> [Your instructions]:
Scan the entries that follow and copy out every line containing "consolidate".

> [Supplied data]:
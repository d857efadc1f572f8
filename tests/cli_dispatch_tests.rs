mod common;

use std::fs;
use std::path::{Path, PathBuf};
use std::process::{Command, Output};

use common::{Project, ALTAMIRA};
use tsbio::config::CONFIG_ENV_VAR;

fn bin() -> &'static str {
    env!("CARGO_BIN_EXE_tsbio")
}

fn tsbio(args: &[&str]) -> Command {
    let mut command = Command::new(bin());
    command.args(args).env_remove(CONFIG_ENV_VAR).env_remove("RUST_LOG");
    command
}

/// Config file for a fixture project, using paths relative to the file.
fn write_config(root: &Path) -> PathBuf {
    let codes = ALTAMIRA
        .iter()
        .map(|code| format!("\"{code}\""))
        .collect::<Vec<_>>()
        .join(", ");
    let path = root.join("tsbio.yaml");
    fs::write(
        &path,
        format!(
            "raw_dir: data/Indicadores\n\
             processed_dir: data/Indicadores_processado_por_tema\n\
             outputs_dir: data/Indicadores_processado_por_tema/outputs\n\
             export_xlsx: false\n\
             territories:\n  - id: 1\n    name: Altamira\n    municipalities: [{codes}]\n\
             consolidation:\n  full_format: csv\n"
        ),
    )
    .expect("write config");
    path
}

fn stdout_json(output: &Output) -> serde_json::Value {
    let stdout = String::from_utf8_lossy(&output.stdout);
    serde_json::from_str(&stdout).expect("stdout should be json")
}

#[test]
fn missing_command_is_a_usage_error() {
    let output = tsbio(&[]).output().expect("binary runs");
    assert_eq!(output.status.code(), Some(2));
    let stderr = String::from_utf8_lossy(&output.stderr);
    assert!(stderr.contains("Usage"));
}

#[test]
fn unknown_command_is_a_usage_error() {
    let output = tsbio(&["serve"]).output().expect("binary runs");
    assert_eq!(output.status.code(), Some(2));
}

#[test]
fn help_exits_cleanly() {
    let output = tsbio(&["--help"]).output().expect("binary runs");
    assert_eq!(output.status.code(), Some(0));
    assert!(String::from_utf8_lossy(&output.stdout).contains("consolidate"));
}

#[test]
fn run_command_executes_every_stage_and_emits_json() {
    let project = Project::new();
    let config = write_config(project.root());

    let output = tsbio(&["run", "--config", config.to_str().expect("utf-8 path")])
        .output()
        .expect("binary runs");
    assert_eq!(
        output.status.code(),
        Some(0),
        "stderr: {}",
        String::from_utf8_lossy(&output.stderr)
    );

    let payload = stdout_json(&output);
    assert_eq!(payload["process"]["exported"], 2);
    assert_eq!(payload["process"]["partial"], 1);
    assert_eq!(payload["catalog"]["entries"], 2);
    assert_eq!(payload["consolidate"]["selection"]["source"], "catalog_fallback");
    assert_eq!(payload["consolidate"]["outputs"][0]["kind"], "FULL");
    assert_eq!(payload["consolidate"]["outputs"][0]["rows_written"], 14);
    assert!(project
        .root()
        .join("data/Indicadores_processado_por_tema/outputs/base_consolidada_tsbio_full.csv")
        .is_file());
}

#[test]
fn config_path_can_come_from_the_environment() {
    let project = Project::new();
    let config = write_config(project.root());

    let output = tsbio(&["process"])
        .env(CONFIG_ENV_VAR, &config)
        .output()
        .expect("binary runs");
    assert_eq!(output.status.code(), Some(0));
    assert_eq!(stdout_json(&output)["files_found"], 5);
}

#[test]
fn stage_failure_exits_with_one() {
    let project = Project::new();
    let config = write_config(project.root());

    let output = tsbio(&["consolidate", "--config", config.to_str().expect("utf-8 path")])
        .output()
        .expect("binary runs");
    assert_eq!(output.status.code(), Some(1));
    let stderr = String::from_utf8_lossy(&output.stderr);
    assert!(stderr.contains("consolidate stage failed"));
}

> [Exercise solution]:
    assert!(String::from_utf8_lossy(&output.stdout).contains("consolidate"));
    assert_eq!(payload["consolidate"]["selection"]["source"], "catalog_fallback");
    assert_eq!(payload["consolidate"]["outputs"][0]["kind"], "FULL");
    assert_eq!(payload["consolidate"]["outputs"][0]["rows_written"], 14);
    let output = tsbio(&["consolidate", "--config", config.to_str().expect("utf-8 path")])
    assert!(stderr.contains("consolidate stage failed"));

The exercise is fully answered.